Taylor man revived after being dead for 20 minutes due to electrical shock, officials say

Michael Pruitt revived at Beaumont Hospital in Farmington Hills

FARMINGTON HILLS, Mich. - A Taylor man who was revived after being dead for 20 minutes due to an electrical shock was "like The Hulk" when he became conscious again at Beaumont Hospital in Farmington Hills, hospital workers said.

Michael Pruitt, 20, was carrying a metal ladder while helping his stepfather at a Livonia job site, officials said. The ladder touched a live electrical wire, shocking Pruitt, officials said.

"I remember being electrocuted while holding that ladder and shaking, and then nothing," Pruitt said.

The homeowner at the job site called 911 and performed CPR, according to authorities. Firefighters arrived four minutes later and took Puritt to the Level 2 Emergency and Trauma Center at Beaumont Hospital in Farmington Hills.

"They brought in this perfect young man who had no vital signs," Dr. Angel Chudler said. "I said to my team, 'We're bringing him back.' And then, I said to him, 'You better come back.'"

Michael Pruitt with Dr. Angel Chudler (Beaumont)

Pruitt's heart was shocked with a defibrillator, but nothing happened. Chudler used a more intense shock the second time, and Pruitt's heart started beating within two minutes, according to hospital workers.

"When he became conscious again, he was like The Hulk, grabbing the railings and shaking the bed with huge strength," clinical nurse Yasmeen Bachir, RN, said. "It took the entire care team to hold Michael. I guess every superhero has to die at least once."

"In less than five minutes, brain cells start to die from lack of oxygen," said Barbara Smith, RN, director of Trauma Services at the hospital. "Michael’s resuscitation is miraculous. He did not lose any brain function. It’s a testament to the importance of immediate and continuous CPR to move oxygenated blood to the brain."

"I knew he’d be OK when Michael made a sarcastic gesture when I asked if he had any other superpowers," said Pruitt's mother, Jillian, a rehabilitation tech at Beaumont Hospital in Taylor. "My first-born had returned from the dead."

Michael Pruitt with Dr. Angel Chudler, clinical nurse Yasmeen Bachir and his mother. (Beaumont)

Officials said the high-voltage electricity exited Pruitt's body through his big toes, which were burned from the inside. His toes were bandaged and are healing, officials said.

"When my folks ask me to take out the garbage now, I’ve been trying to use my painful big toes as an excuse not to do it," Pruitt said.

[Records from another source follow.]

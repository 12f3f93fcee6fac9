use crate::assemble::SeriesSink;
use crate::config::{SEARCH_FILE_NAME, WRITE_BUFFER_SIZE};
use crate::models::{SearchRecord, SeriesDetails};
use anyhow::{Context, Result};
use std::fs::{self, File};
use std::io::{BufWriter, Write};
use std::path::{Path, PathBuf};
use tracing::{info, warn};

/// Removes everything a previous run left in `dir` and recreates it empty.
pub fn prepare_output_dir(dir: &Path) -> Result<()> {
    if dir.exists() {
        info!(path = ?dir, "Cleaning output directory");
        fs::remove_dir_all(dir)
            .with_context(|| format!("Failed to clean output directory: {:?}", dir))?;
    }
    fs::create_dir_all(dir)
        .with_context(|| format!("Failed to create output directory: {:?}", dir))
}

pub fn search_path(dir: &Path) -> PathBuf {
    dir.join(SEARCH_FILE_NAME)
}

pub fn series_path(dir: &Path, id: &str) -> PathBuf {
    dir.join(format!("{}.json", id))
}

/// Streams `search.json` as one JSON array without holding it in memory.
///
/// Records go to a `.partial` file that only [`finish`](Self::finish) renames
/// into place, so an aborted run can't leave a truncated index that looks
/// complete.
pub struct SearchIndexWriter {
    writer: BufWriter<File>,
    partial_path: PathBuf,
    final_path: PathBuf,
    count: u64,
}

impl SearchIndexWriter {
    pub fn create(path: PathBuf) -> Result<Self> {
        let partial_path = path.with_extension("json.partial");
        let file = File::create(&partial_path)
            .with_context(|| format!("Failed to create search index: {:?}", partial_path))?;
        let mut writer = BufWriter::with_capacity(WRITE_BUFFER_SIZE, file);
        writer.write_all(b"[")?;

        Ok(Self {
            writer,
            partial_path,
            final_path: path,
            count: 0,
        })
    }

    pub fn append(&mut self, record: &SearchRecord) -> Result<()> {
        if self.count > 0 {
            self.writer.write_all(b",")?;
        }
        serde_json::to_writer(&mut self.writer, record)
            .with_context(|| format!("Failed to write search record: {}", record.id))?;
        self.count += 1;
        Ok(())
    }

    #[cfg(test)]
    pub fn count(&self) -> u64 {
        self.count
    }

    /// Closes the array and moves the index to its final name.
    pub fn finish(mut self) -> Result<u64> {
        self.writer.write_all(b"]")?;
        let file = self
            .writer
            .into_inner()
            .map_err(|e| e.into_error())
            .context("Failed to flush search index")?;
        file.sync_all().context("Failed to sync search index")?;
        drop(file);

        fs::rename(&self.partial_path, &self.final_path).with_context(|| {
            format!("Failed to rename search index to: {:?}", self.final_path)
        })?;
        Ok(self.count)
    }

    /// Flushes what was written and leaves it under the `.partial` name.
    pub fn abandon(mut self) {
        if let Err(e) = self.writer.flush() {
            warn!(error = %e, "Failed to flush partial search index");
        }
        warn!(
            path = ?self.partial_path,
            records = self.count,
            "Search index left incomplete"
        );
    }
}

/// Writes the search index entry and the detail document of every series.
pub struct OutputWriter {
    dir: PathBuf,
    search: SearchIndexWriter,
    written: u64,
}

impl OutputWriter {
    /// Opens the search index inside `dir`, which must already exist.
    pub fn create(dir: &Path) -> Result<Self> {
        Ok(Self {
            dir: dir.to_path_buf(),
            search: SearchIndexWriter::create(search_path(dir))?,
            written: 0,
        })
    }

    #[cfg(test)]
    pub fn written(&self) -> u64 {
        self.written
    }

    pub fn finish(self) -> Result<u64> {
        let indexed = self.search.finish()?;
        info!(series = self.written, path = ?search_path(&self.dir), "Search index written");
        Ok(indexed)
    }

    pub fn abandon(self) {
        self.search.abandon();
    }

    fn write_details(&self, details: &SeriesDetails) -> Result<()> {
        let path = series_path(&self.dir, &details.id);
        let file = File::create(&path)
            .with_context(|| format!("Failed to create series file: {:?}", path))?;
        let mut writer = BufWriter::new(file);
        serde_json::to_writer(&mut writer, details)
            .with_context(|| format!("Failed to write series file: {:?}", path))?;
        writer
            .flush()
            .with_context(|| format!("Failed to flush series file: {:?}", path))
    }
}

impl SeriesSink for OutputWriter {
    fn emit(&mut self, search: &SearchRecord, details: &SeriesDetails) -> Result<()> {
        self.search.append(search)?;
        self.write_details(details)?;
        self.written += 1;
        Ok(())
    }
}
#![forbid(unsafe_code)]

//! Observable values and their write-intercepting proxies.
//!
//! # Design
//!
//! An [`ObservableValue`] boxes its payload one level deep as
//! `{"value": payload}` in shared storage (`Rc<RefCell<Value>>`) and hands
//! out a root [`Proxy`]. Every write through a proxy is offered to the
//! attached [`DispatchHook`], which renders the bound targets.
//!
//! Child proxies address their container by path from the root rather than
//! holding a reference into it, so a child obtained before its container
//! was replaced always sees the current value at that path.
//!
//! # Invariants
//!
//! 1. Repeated access to the same container key returns the same child
//!    proxy (same [`ProxyId`]).
//! 2. `null` is terminal: it is returned as a value, never wrapped.
//! 3. A write is stored before the hook runs, so renders reading through the
//!    proxy see the new value; a [`Verdict::Reject`] restores the previous
//!    value.
//! 4. No `RefCell` borrow is held while the hook runs; hooks may write to
//!    this or any other observable.
//!
//! # Failure Modes
//!
//! | Condition | Result |
//! |-----------|--------|
//! | write through a proxy whose container became a scalar | `ScError::Type` |
//! | array write past the end (other than push at `len`) | `ScError::Type` |
//! | attaching to a second live context | `ScError::Configuration` |

use std::cell::RefCell;
use std::fmt;
use std::rc::{Rc, Weak};
use std::sync::atomic::{AtomicU64, Ordering};

use ahash::AHashMap;
use sc_core::{ScError, Value, is_container, kind_of};

const VALUE_KEY: &str = "value";

static NEXT_PROXY_ID: AtomicU64 = AtomicU64::new(1);

/// Identity of one proxy. Never reused within a process.
#[derive(Debug, Clone, Copy, PartialEq, Eq, Hash, PartialOrd, Ord)]
pub struct ProxyId(u64);

impl ProxyId {
    fn next() -> Self {
        Self(NEXT_PROXY_ID.fetch_add(1, Ordering::Relaxed))
    }

    #[must_use]
    pub fn get(self) -> u64 {
        self.0
    }
}

impl fmt::Display for ProxyId {
    fn fmt(&self, f: &mut fmt::Formatter<'_>) -> fmt::Result {
        write!(f, "proxy#{}", self.0)
    }
}

/// Outcome of offering a write to the dispatch hook.
#[derive(Debug, Clone, Copy, PartialEq, Eq)]
pub enum Verdict {
    Accept,
    /// Undo the write.
    Reject,
}

/// A write offered to the dispatch hook.
#[derive(Debug, Clone, PartialEq)]
pub struct DispatchEvent {
    /// The value written.
    pub value: Value,
    /// Key written on the proxy.
    pub key: String,
    /// Path of the proxy from the root box.
    pub path: Vec<String>,
    /// Proxy the write went through.
    pub proxy: ProxyId,
    /// Value previously stored at `key` (`null` when absent).
    pub previous: Value,
}

/// Receiver of proxy writes.
pub trait DispatchHook {
    fn dispatch(&self, event: &DispatchEvent) -> Verdict;
}

/// What [`Proxy::get`] found.
#[derive(Debug, Clone)]
pub enum Access {
    /// A terminal value (including `null`).
    Value(Value),
    /// A container, wrapped in its cached child proxy.
    Child(Proxy),
}

struct Attachment {
    context: u64,
    hook: Weak<dyn DispatchHook>,
}

struct Shared {
    root: RefCell<Value>,
    hook: RefCell<Option<Attachment>>,
}

impl Shared {
    fn hook(&self) -> Option<Rc<dyn DispatchHook>> {
        self.hook.borrow().as_ref().and_then(|a| a.hook.upgrade())
    }
}

struct ProxyNode {
    id: ProxyId,
    path: Vec<String>,
    shared: Rc<Shared>,
    children: RefCell<AHashMap<String, Proxy>>,
}

/// Write-intercepting handle onto one container of an observable.
///
/// Cloning shares identity.
#[derive(Clone)]
pub struct Proxy {
    node: Rc<ProxyNode>,
}

impl fmt::Debug for Proxy {
    fn fmt(&self, f: &mut fmt::Formatter<'_>) -> fmt::Result {
        f.debug_struct("Proxy")
            .field("id", &self.node.id)
            .field("path", &self.node.path)
            .finish_non_exhaustive()
    }
}

impl Proxy {
    fn root(value: Value) -> Self {
        Self::with_path(
            Vec::new(),
            Rc::new(Shared {
                root: RefCell::new(value),
                hook: RefCell::new(None),
            }),
        )
    }

    fn with_path(path: Vec<String>, shared: Rc<Shared>) -> Self {
        Self {
            node: Rc::new(ProxyNode {
                id: ProxyId::next(),
                path,
                shared,
                children: RefCell::new(AHashMap::new()),
            }),
        }
    }

    #[must_use]
    pub fn id(&self) -> ProxyId {
        self.node.id
    }

    /// Keys from the root box to this proxy's container.
    #[must_use]
    pub fn path(&self) -> &[String] {
        &self.node.path
    }

    /// Whether two handles are the same proxy.
    #[must_use]
    pub fn ptr_eq(&self, other: &Proxy) -> bool {
        Rc::ptr_eq(&self.node, &other.node)
    }

    /// Read a key: terminal values directly, containers as child proxies.
    ///
    /// `None` when the key is absent or this proxy's container is gone.
    #[must_use]
    pub fn get(&self, key: &str) -> Option<Access> {
        let terminal = {
            let root = self.node.shared.root.borrow();
            let value = resolve(&root, &self.node.path).and_then(|c| entry(c, key))?;
            (!is_container(value)).then(|| value.clone())
        };
        Some(match terminal {
            Some(value) => Access::Value(value),
            None => Access::Child(self.cached_child(key)),
        })
    }

    /// Child proxy for a container key.
    pub fn child(&self, key: &str) -> Result<Proxy, ScError> {
        match self.get(key) {
            Some(Access::Child(child)) => Ok(child),
            Some(Access::Value(value)) => Err(ScError::Type {
                path: self.path_text(Some(key)),
                found: kind_of(&value),
            }),
            None => Err(ScError::Type {
                path: self.path_text(Some(key)),
                found: "missing",
            }),
        }
    }

    fn cached_child(&self, key: &str) -> Proxy {
        self.node
            .children
            .borrow_mut()
            .entry(key.to_owned())
            .or_insert_with(|| {
                let mut path = self.node.path.clone();
                path.push(key.to_owned());
                Proxy::with_path(path, Rc::clone(&self.node.shared))
            })
            .clone()
    }

    /// Current value of this proxy's container.
    #[must_use]
    pub fn snapshot(&self) -> Option<Value> {
        resolve(&self.node.shared.root.borrow(), &self.node.path).cloned()
    }

    /// Write a key and offer the write to the attached hook.
    ///
    /// Without a hook the write is stored and accepted silently.
    pub fn set(&self, key: &str, value: impl Into<Value>) -> Result<Verdict, ScError> {
        let value = value.into();
        let previous = self.write(key, value.clone())?;
        let Some(hook) = self.node.shared.hook() else {
            return Ok(Verdict::Accept);
        };

        let event = DispatchEvent {
            value,
            key: key.to_owned(),
            path: self.node.path.clone(),
            proxy: self.node.id,
            previous: previous.clone().unwrap_or(Value::Null),
        };
        let verdict = hook.dispatch(&event);
        if verdict == Verdict::Reject {
            self.restore(key, previous);
        }
        Ok(verdict)
    }

    /// Write without dispatch.
    pub(crate) fn write_silent(&self, key: &str, value: Value) -> Result<(), ScError> {
        self.write(key, value).map(|_| ())
    }

    fn write(&self, key: &str, value: Value) -> Result<Option<Value>, ScError> {
        let mut root = self.node.shared.root.borrow_mut();
        match resolve_mut(&mut root, &self.node.path) {
            Some(Value::Object(map)) => Ok(map.insert(key.to_owned(), value)),
            Some(Value::Array(items)) => match key.parse::<usize>() {
                Ok(index) if index < items.len() => {
                    Ok(Some(std::mem::replace(&mut items[index], value)))
                }
                Ok(index) if index == items.len() => {
                    items.push(value);
                    Ok(None)
                }
                _ => Err(ScError::Type {
                    path: self.path_text(Some(key)),
                    found: "an array",
                }),
            },
            other => Err(ScError::Type {
                path: self.path_text(None),
                found: other.map_or("missing", |v| kind_of(v)),
            }),
        }
    }

    fn restore(&self, key: &str, previous: Option<Value>) {
        let mut root = self.node.shared.root.borrow_mut();
        match (resolve_mut(&mut root, &self.node.path), previous) {
            (Some(Value::Object(map)), Some(value)) => {
                map.insert(key.to_owned(), value);
            }
            (Some(Value::Object(map)), None) => {
                map.remove(key);
            }
            (Some(Value::Array(items)), previous) => match (key.parse::<usize>(), previous) {
                (Ok(index), Some(value)) if index < items.len() => items[index] = value,
                (Ok(index), None) if index + 1 == items.len() => {
                    items.pop();
                }
                _ => {}
            },
            _ => {}
        }
    }

    /// Attach the dispatch hook of a context.
    ///
    /// Re-attaching the same context is a no-op. Attaching a second context
    /// while the first is alive is rejected.
    pub fn attach(&self, context: u64, hook: Weak<dyn DispatchHook>) -> Result<(), ScError> {
        let mut slot = self.node.shared.hook.borrow_mut();
        if let Some(existing) = slot.as_ref() {
            if existing.context != context && existing.hook.strong_count() > 0 {
                return Err(ScError::configuration(format!(
                    "observable {} is already bound to another style context",
                    self.node.id
                )));
            }
        }
        *slot = Some(Attachment { context, hook });
        Ok(())
    }

    /// Serial of the context whose hook is attached, if it is alive.
    #[must_use]
    pub fn attached_context(&self) -> Option<u64> {
        self.node
            .shared
            .hook
            .borrow()
            .as_ref()
            .filter(|a| a.hook.strong_count() > 0)
            .map(|a| a.context)
    }

    fn path_text(&self, key: Option<&str>) -> String {
        let mut parts: Vec<&str> = self.node.path.iter().map(String::as_str).collect();
        parts.extend(key);
        if parts.is_empty() {
            "<root>".to_owned()
        } else {
            parts.join(".")
        }
    }
}

fn entry<'a>(container: &'a Value, key: &str) -> Option<&'a Value> {
    match container {
        Value::Object(map) => map.get(key),
        Value::Array(items) => key.parse::<usize>().ok().and_then(|i| items.get(i)),
        _ => None,
    }
}

fn resolve<'a>(root: &'a Value, path: &[String]) -> Option<&'a Value> {
    path.iter().try_fold(root, |node, key| entry(node, key))
}

fn resolve_mut<'a>(root: &'a mut Value, path: &[String]) -> Option<&'a mut Value> {
    let mut node = root;
    for key in path {
        node = match node {
            Value::Object(map) => map.get_mut(key)?,
            Value::Array(items) => items.get_mut(key.parse::<usize>().ok()?)?,
            _ => return None,
        };
    }
    Some(node)
}

struct ObservableInner {
    proxy: Proxy,
    has_initial: bool,
}

/// A reactive value. Writes through [`ObservableValue::set`] re-render every
/// target bound to it.
///
/// Cloning shares the value and its identity.
#[derive(Clone)]
pub struct ObservableValue {
    inner: Rc<ObservableInner>,
}

impl fmt::Debug for ObservableValue {
    fn fmt(&self, f: &mut fmt::Formatter<'_>) -> fmt::Result {
        f.debug_struct("ObservableValue")
            .field("id", &self.id())
            .field("value", &self.get())
            .finish()
    }
}

impl ObservableValue {
    /// Wrap an initial value. `null` means "no initial value".
    #[must_use]
    pub fn new(initial: impl Into<Value>) -> Self {
        let initial = initial.into();
        let has_initial = !initial.is_null();
        let mut boxed = serde_json::Map::new();
        boxed.insert(VALUE_KEY.to_owned(), initial);
        Self {
            inner: Rc::new(ObservableInner {
                proxy: Proxy::root(Value::Object(boxed)),
                has_initial,
            }),
        }
    }

    /// The current value, including writes made through child proxies.
    #[must_use]
    pub fn get(&self) -> Value {
        self.inner
            .proxy
            .node
            .shared
            .root
            .borrow()
            .get(VALUE_KEY)
            .cloned()
            .unwrap_or(Value::Null)
    }

    /// Set the value, re-rendering bound targets.
    pub fn set(&self, value: impl Into<Value>) -> Result<Verdict, ScError> {
        self.inner.proxy.set(VALUE_KEY, value)
    }

    /// Store a value without rendering anything.
    pub fn seed(&self, value: impl Into<Value>) -> Result<(), ScError> {
        self.inner.proxy.write_silent(VALUE_KEY, value.into())
    }

    /// Re-dispatch the current value to bound targets.
    pub fn replay(&self) -> Result<Verdict, ScError> {
        self.inner.proxy.set(VALUE_KEY, self.get())
    }

    /// Whether the value was created with a non-null initial value.
    #[must_use]
    pub fn has_initial(&self) -> bool {
        self.inner.has_initial
    }

    /// The root proxy.
    #[must_use]
    pub fn proxy(&self) -> &Proxy {
        &self.inner.proxy
    }

    /// Identity of the root proxy; bindings are keyed by it.
    #[must_use]
    pub fn id(&self) -> ProxyId {
        self.inner.proxy.id()
    }
}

Michael Pruitt with Dr. Angel Chudler (Beaumont)

He said he got a new tattoo in honor of his recovery. The tattoo is an image of the sacred all-seeing eye of God inside a triangle, surrounded by a Native American dream catcher. Pruitt got the tattoo over his heart.

"When people ask if my hair spikes naturally, now I tell them it’s because I was electrocuted," Pruitt said.

Officials said recovery from electric shock depends on the nature and severity of the injuries. The percentage of the body surface area burned is the most important factor affecting prognosis.

Michael Pruitt with Dr. Angel Chudler, clinical nurse Yasmeen Bachir and his mother. (Beaumont)

Here are some possible symptoms of electric shock:

  • Loss of consciousness
  • Muscle spasms
  • Numbness or tingling
  • Breathing problems
  • Headache
  • Problems with vision or hearing
  • Burns
  • Seizures
  • Irregular heartbeat

Electrical damage to the brain could result in a permanent seizure disorder, depression, anxiety or other personality changes, officials said. An electrical current can also cause internal damage, cardiac arrest or other injuries, according to experts.